■ Problem description ■
The records follow. Filter them to the lines that hold "existing".

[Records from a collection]
▶

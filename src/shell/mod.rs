// Composition root for the tracker import context.
//
// Responsibilities
// - Read config from environment.
// - Instantiate concrete in memory implementations.
// - Wire implementations into use case handlers.

pub mod config;
pub mod state;
// Pure reconciliation of one incoming data value against the stored one.
//
// Responsibilities
// - Decide whether the value is created, updated, deleted or left alone.
// - Refuse changes the import strategy does not permit.
// - Never perform input or output.

use crate::modules::tracker::core::change_log::ChangeLogType;
use crate::modules::tracker::core::data_value::{DataValue, IncomingValue};
use crate::modules::tracker::core::import_strategy::ImportStrategy;
use crate::modules::tracker::use_cases::import_bundle::decision::{
    ReconciliationOutcome, StrategyViolation,
};

pub fn classify(
    existing: Option<&DataValue>,
    incoming: &IncomingValue,
    strategy: ImportStrategy,
) -> Result<ReconciliationOutcome, StrategyViolation> {
    let removes = incoming.is_blank() || strategy.removes_values();
    let permit = |attempted: ChangeLogType| {
        if strategy.permits(attempted) {
            Ok(())
        } else {
            Err(StrategyViolation {
                strategy,
                attempted,
            })
        }
    };

    match (existing, incoming.value.as_deref()) {
        (Some(current), _) if removes => {
            permit(ChangeLogType::Delete)?;
            Ok(ReconciliationOutcome::Delete {
                previous: current.clone(),
            })
        }
        // nothing stored and nothing to remove: a blank value, or any value under DELETE
        (None, _) if removes => Ok(ReconciliationOutcome::NoOp),
        (None, Some(value)) => {
            permit(ChangeLogType::Create)?;
            Ok(ReconciliationOutcome::Create {
                value: DataValue {
                    event: incoming.event.clone(),
                    data_element: incoming.data_element.clone(),
                    value: value.to_string(),
                    provided_elsewhere: incoming.provided_elsewhere,
                    created_at: incoming.timestamp,
                    last_updated: incoming.timestamp,
                    stored_by: incoming.stored_by.clone(),
                },
            })
        }
        (None, None) => Ok(ReconciliationOutcome::NoOp),
        (Some(current), Some(value)) if current.value != value => {
            permit(ChangeLogType::Update)?;
            Ok(ReconciliationOutcome::Update {
                previous: current.clone(),
                value: DataValue {
                    value: value.to_string(),
                    provided_elsewhere: incoming.provided_elsewhere,
                    last_updated: incoming.timestamp,
                    stored_by: incoming.stored_by.clone(),
                    ..current.clone()
                },
            })
        }
        (Some(_), _) => Ok(ReconciliationOutcome::NoOp),
    }
}
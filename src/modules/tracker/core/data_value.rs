use crate::shared::core::primitives::Timestamp;
use serde::{Deserialize, Serialize};

#[derive(Debug, Clone, PartialEq, Eq, Hash, PartialOrd, Ord, Serialize, Deserialize)]
#[serde(rename_all = "camelCase")]
pub struct DataValueKey {
    pub event: String,
    pub data_element: String,
}

impl DataValueKey {
    pub fn new(event: impl Into<String>, data_element: impl Into<String>) -> Self {
        Self {
            event: event.into(),
            data_element: data_element.into(),
        }
    }
}

/// Current value of one data element recorded against one event.
#[derive(Debug, Clone, PartialEq, Eq, Serialize, Deserialize)]
#[serde(rename_all = "camelCase")]
pub struct DataValue {
    pub event: String,
    pub data_element: String,
    pub value: String,
    pub provided_elsewhere: bool,
    pub created_at: Timestamp,
    pub last_updated: Timestamp,
    pub stored_by: String,
}

impl DataValue {
    pub fn key(&self) -> DataValueKey {
        DataValueKey::new(self.event.clone(), self.data_element.clone())
    }
}

/// A data value as it arrives in an import, already resolved to an actor and an import time.
/// A `None` or blank `value` asks for the stored value to be removed.
#[derive(Debug, Clone, PartialEq, Eq)]
pub struct IncomingValue {
    pub event: String,
    pub data_element: String,
    pub value: Option<String>,
    pub provided_elsewhere: bool,
    pub stored_by: String,
    pub timestamp: Timestamp,
}

impl IncomingValue {
    pub fn is_blank(&self) -> bool {
        self.value.as_deref().is_none_or(|v| v.trim().is_empty())
    }

    pub fn key(&self) -> DataValueKey {
        DataValueKey::new(self.event.clone(), self.data_element.clone())
    }
}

◀

■ Answer space ■
    existing: Option<&DataValue>,
    match (existing, incoming.value.as_deref()) {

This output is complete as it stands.